Song by David Bowie

from the album Hunky Dory
- A-side: "Changes"
- Released: 17 December 1971
- Recorded: Summer 1971
- Studio: Trident, London
- Length: 3:56
- Label: RCA
- Songwriter: David Bowie
- Producers: Ken Scott, David Bowie

Official audio
- "Andy Warhol" (2015 Remaster) on YouTube

= Andy Warhol (song) =

"Andy Warhol" is a song written by the English singer-songwriter David Bowie in 1971 for the album Hunky Dory. It is an acoustic song about one of Bowie's early artist inspirations, the American pop artist Andy Warhol.

== Background ==
The album track opens with a series of strange electronic tones which fades into studio chatter in which producer Ken Scott mispronounces Warhol's name and Bowie repeatedly corrects him. Scott then solemnly reintroduces the take with the correct pronunciation, and Bowie asks if the tape is rolling. Upon realising he is indeed being recorded, Bowie bursts into laughter and the song proper begins.

The song is memorable for a distinctive repeated riff played by Mick Ronson on acoustic guitar.

Originally the song was written for Dana Gillespie, who recorded it in 1971, but her version of the song was not released until 1973 on her album Weren't Born a Man.
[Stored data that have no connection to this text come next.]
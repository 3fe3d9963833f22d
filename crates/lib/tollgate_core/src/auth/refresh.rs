//! Refresh token wire format.
//!
//! A refresh token is `base64("<user_id> <ip>") + "." + <nonce>`. The payload
//! part carries no signature: anyone who knows a user id and address can
//! build one that parses. Only the stored hash, which also covers the nonce,
//! makes a token usable.

use base64::Engine;
use base64::engine::general_purpose::STANDARD;
use rand::distr::Alphanumeric;
use rand::{Rng, rng};
use tracing::debug;

use super::AuthError;
use crate::models::token::RefreshPayload;

/// Length of the random suffix that makes each issued token unique.
const NONCE_LEN: usize = 32;

/// Build a new refresh token for `(user_id, ip)`.
pub fn generate_refresh_token(user_id: &str, ip: &str) -> String {
    let payload = STANDARD.encode(format!("{user_id} {ip}"));
    let nonce: String = rng()
        .sample_iter(&Alphanumeric)
        .take(NONCE_LEN)
        .map(char::from)
        .collect();
    format!("{payload}.{nonce}")
}

/// Decode a presented refresh token.
///
/// Any structural problem is reported as [`AuthError::Unauthorized`]; the
/// precise reason is only logged.
pub fn parse_refresh_token(token: &str) -> Result<RefreshPayload, AuthError> {
    decode(token).map_err(|reason| {
        debug!(reason, "rejecting malformed refresh token");
        AuthError::Unauthorized("Invalid refresh token".into())
    })
}

fn decode(token: &str) -> Result<RefreshPayload, &'static str> {
    let (payload, nonce) = token.split_once('.').ok_or("missing nonce")?;
    if nonce.len() != NONCE_LEN || !nonce.bytes().all(|b| b.is_ascii_alphanumeric()) {
        return Err("bad nonce");
    }

    let bytes = STANDARD.decode(payload).map_err(|_| "bad base64")?;
    let text = String::from_utf8(bytes).map_err(|_| "payload is not utf-8")?;

    let fields: Vec<&str> = text.split(' ').collect();
    match fields.as_slice() {
        [user_id, ip] if !user_id.is_empty() && !ip.is_empty() => Ok(RefreshPayload {
            user_id: (*user_id).to_string(),
            ip: (*ip).to_string(),
        }),
        _ => Err("expected two fields"),
    }
}
//! Request handlers.

pub mod tokens;
//! Token persistence.
//!
//! [`TokenStore`] is the seam between the token service and storage. The
//! PostgreSQL implementation routes reads to a standby-preferred node and
//! writes to the primary; the in-memory one backs tests and local runs.

pub mod memory;
pub mod pg;

use std::time::Duration;

use async_trait::async_trait;
use thiserror::Error;
use uuid::Uuid;

use crate::cluster::ClusterError;
use crate::models::token::TokenRecord;

/// Storage errors.
#[derive(Debug, Error)]
pub enum StoreError {
    #[error("Not found: {0}")]
    NotFound(String),

    #[error("Routing error: {0}")]
    Routing(#[from] ClusterError),

    #[error("Query failed ({op}): {source}")]
    Query {
        op: &'static str,
        #[source]
        source: sqlx::Error,
    },

    #[error("Query timed out ({op}) after {after:?}")]
    Timeout { op: &'static str, after: Duration },
}

/// Read/upsert access to the single token record per user.
#[async_trait]
pub trait TokenStore: Send + Sync {
    /// Fetch the record for a user, or [`StoreError::NotFound`].
    async fn get_by_user_id(&self, user_id: Uuid) -> Result<TokenRecord, StoreError>;

    /// Atomically insert or replace the hash for a user, returning the record id.
    async fn upsert_token(&self, user_id: Uuid, hash: &str) -> Result<i32, StoreError>;
}
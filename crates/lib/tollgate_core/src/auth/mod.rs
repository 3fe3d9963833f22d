//! Token issuance and rotation.
//!
//! Provides refresh-secret hashing, access/refresh token codecs and the
//! [`service::TokenService`] that ties them to a token store.

pub mod hasher;
pub mod jwt;
pub mod refresh;
pub mod service;

use thiserror::Error;

use crate::cluster::ClusterError;
use crate::store::StoreError;

/// Authentication errors.
#[derive(Debug, Error)]
pub enum AuthError {
    #[error("Validation error: {0}")]
    Validation(String),

    #[error("Unauthorized: {0}")]
    Unauthorized(String),

    #[error("Storage unavailable ({context}): {source}")]
    Routing {
        context: &'static str,
        #[source]
        source: ClusterError,
    },

    #[error("Storage error ({context}): {source}")]
    Storage {
        context: &'static str,
        #[source]
        source: StoreError,
    },

    #[error("Crypto error: {0}")]
    Crypto(String),

    #[error("Token error: {0}")]
    Token(String),
}

impl AuthError {
    /// Wrap a store failure with the operation that triggered it, keeping
    /// routing failures distinct from query failures.
    pub fn storage(context: &'static str, err: StoreError) -> Self {
        match err {
            StoreError::Routing(source) => AuthError::Routing { context, source },
            source => AuthError::Storage { context, source },
        }
    }

    /// Whether the failure is a rejected credential rather than a fault.
    pub fn is_unauthorized(&self) -> bool {
        matches!(self, AuthError::Unauthorized(_))
    }
}
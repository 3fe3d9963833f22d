//! Refresh-secret hashing via bcrypt.
//!
//! Secrets are reduced to a hex SHA-256 digest first: bcrypt only reads the
//! first 72 bytes of its input and refresh tokens are longer than that.

use sha2::{Digest, Sha256};

use super::AuthError;

/// bcrypt cost factor.
pub const BCRYPT_COST: u32 = 10;

/// Salted, adaptive-cost hashing of refresh secrets.
#[derive(Debug, Clone, Copy)]
pub struct SecretHasher {
    cost: u32,
}

impl SecretHasher {
    /// Hasher with a fixed cost factor. bcrypt accepts 4..=31.
    pub fn new(cost: u32) -> Self {
        Self { cost }
    }

    pub fn cost(&self) -> u32 {
        self.cost
    }

    /// Hash a secret. Every call draws a fresh salt.
    pub fn hash(&self, secret: &str) -> Result<String, AuthError> {
        bcrypt::hash(digest(secret), self.cost)
            .map_err(|e| AuthError::Crypto(format!("bcrypt hash: {e}")))
    }

    /// Verify a secret against a stored hash.
    pub fn verify(&self, hash: &str, secret: &str) -> Result<bool, AuthError> {
        bcrypt::verify(digest(secret), hash)
            .map_err(|e| AuthError::Crypto(format!("bcrypt verify: {e}")))
    }
}

impl Default for SecretHasher {
    fn default() -> Self {
        Self::new(BCRYPT_COST)
    }
}

fn digest(secret: &str) -> String {
    let mut hasher = Sha256::new();
    hasher.update(secret.as_bytes());
    format!("{:x}", hasher.finalize())
}
//! JWT access token generation and verification.

use chrono::{Duration, Utc};
use jsonwebtoken::{Algorithm, DecodingKey, EncodingKey, Header, Validation, decode, encode};
use rand::distr::Alphanumeric;
use rand::{Rng, rng};

use super::AuthError;
use crate::models::token::AccessClaims;

/// Access token lifetime: 15 minutes.
pub const ACCESS_TOKEN_EXPIRY_SECS: i64 = 15 * 60;

/// Generate a signed JWT access token (HS512, 15 min expiry).
pub fn generate_access_token(user_id: &str, ip: &str, secret: &[u8]) -> Result<String, AuthError> {
    let claims = AccessClaims {
        user_id: user_id.to_string(),
        ip: ip.to_string(),
        exp: (Utc::now() + Duration::seconds(ACCESS_TOKEN_EXPIRY_SECS)).timestamp(),
    };
    encode(
        &Header::new(Algorithm::HS512),
        &claims,
        &EncodingKey::from_secret(secret),
    )
    .map_err(|e| AuthError::Token(format!("jwt encode: {e}")))
}

/// Verify a JWT access token, returning the claims on success.
pub fn verify_access_token(token: &str, secret: &[u8]) -> Option<AccessClaims> {
    let key = DecodingKey::from_secret(secret);
    let validation = Validation::new(Algorithm::HS512);
    decode::<AccessClaims>(token, &key, &validation)
        .ok()
        .map(|data| data.claims)
}

/// Generate a random process-lifetime signing key (64 alphanumeric chars).
pub fn generate_signing_key() -> String {
    rng()
        .sample_iter(&Alphanumeric)
        .take(64)
        .map(char::from)
        .collect()
}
Bowie produced Gillespie's version and Ronson also plays guitar. Gillespie performed the song in 1974 on the Dutch television programme TopPop.

== Warhol's reaction ==
Bowie, an admirer of Warhol, sent him a copy of Hunky Dory and performed "Andy Warhol" for him in person at Warhol's studio the Factory in New York in September 1971, before the album was released. When Bowie played the song for him, Warhol hated it and left the room; Bowie recalled in 1997 that he found the meeting "fascinating" because Warhol had "nothing to say at all, absolutely nothing". Due to Warhol's typically minimal reaction, however, Bowie was never sure if he liked it.

== Other releases ==
The song was released as the B-side of the single "Changes" in January 1972. It also appeared on the Japanese compilation The Best of David Bowie from 1974. An edited version, with the dialogue in the introduction cut, as it was on the US single version, is included on Re:Call 1, part of the 2015 boxed set Five Years (1969–1973).

== Live versions ==
A performance sung by Dana Gillespie was recorded for BBC Radio's In Concert strand on 3 June 1971, presented by John Peel and first broadcast on 20 June that year. Bowie played this song at BBC's Sounds of the 70s with Bob Harris on 23 May 1972. This was broadcast on 19 June 1972, and in 2000 was released on the Bowie at the Beeb album. A performance recorded at Santa Monica Civic Auditorium on 20 October 1972 has been released on Santa Monica '72 and Live Santa Monica '72. The song was a 1972 regular performance, but it was not played again until the 1995 Outside Tour with Nine Inch Nails. One live performance from 1995 was released in 2020 on the live album Ouvre le Chien (Live Dallas 95). A November 1996 tour rehearsal recording of the song, which originally aired on a BBC radio broadcast in 1997, was released in 2020 on the album ChangesNowBowie.

== Personnel ==
- David Bowie - lead and backing vocals, acoustic guitar
- Mick Ronson - acoustic guitar, percussion
- Ken Scott - ARP synthesiser

== Homages ==
A riff from "Andy Warhol" (at 0:48) is quoted in Metallica's song Master of Puppets (at 6:19). It is an homage made by Cliff Burton and Kirk Hammett to whom Bowie was a huge influence.
Rock band Stone Temple Pilots covered the song in their MTV Unplugged performance in 1993. Rachel Stevens' "Funky Dory (song)" was based around the guitar riff from "Andy Warhol" where David Bowie receives a writing credit. Funky Dory charted at number 26 in the UK in 2003.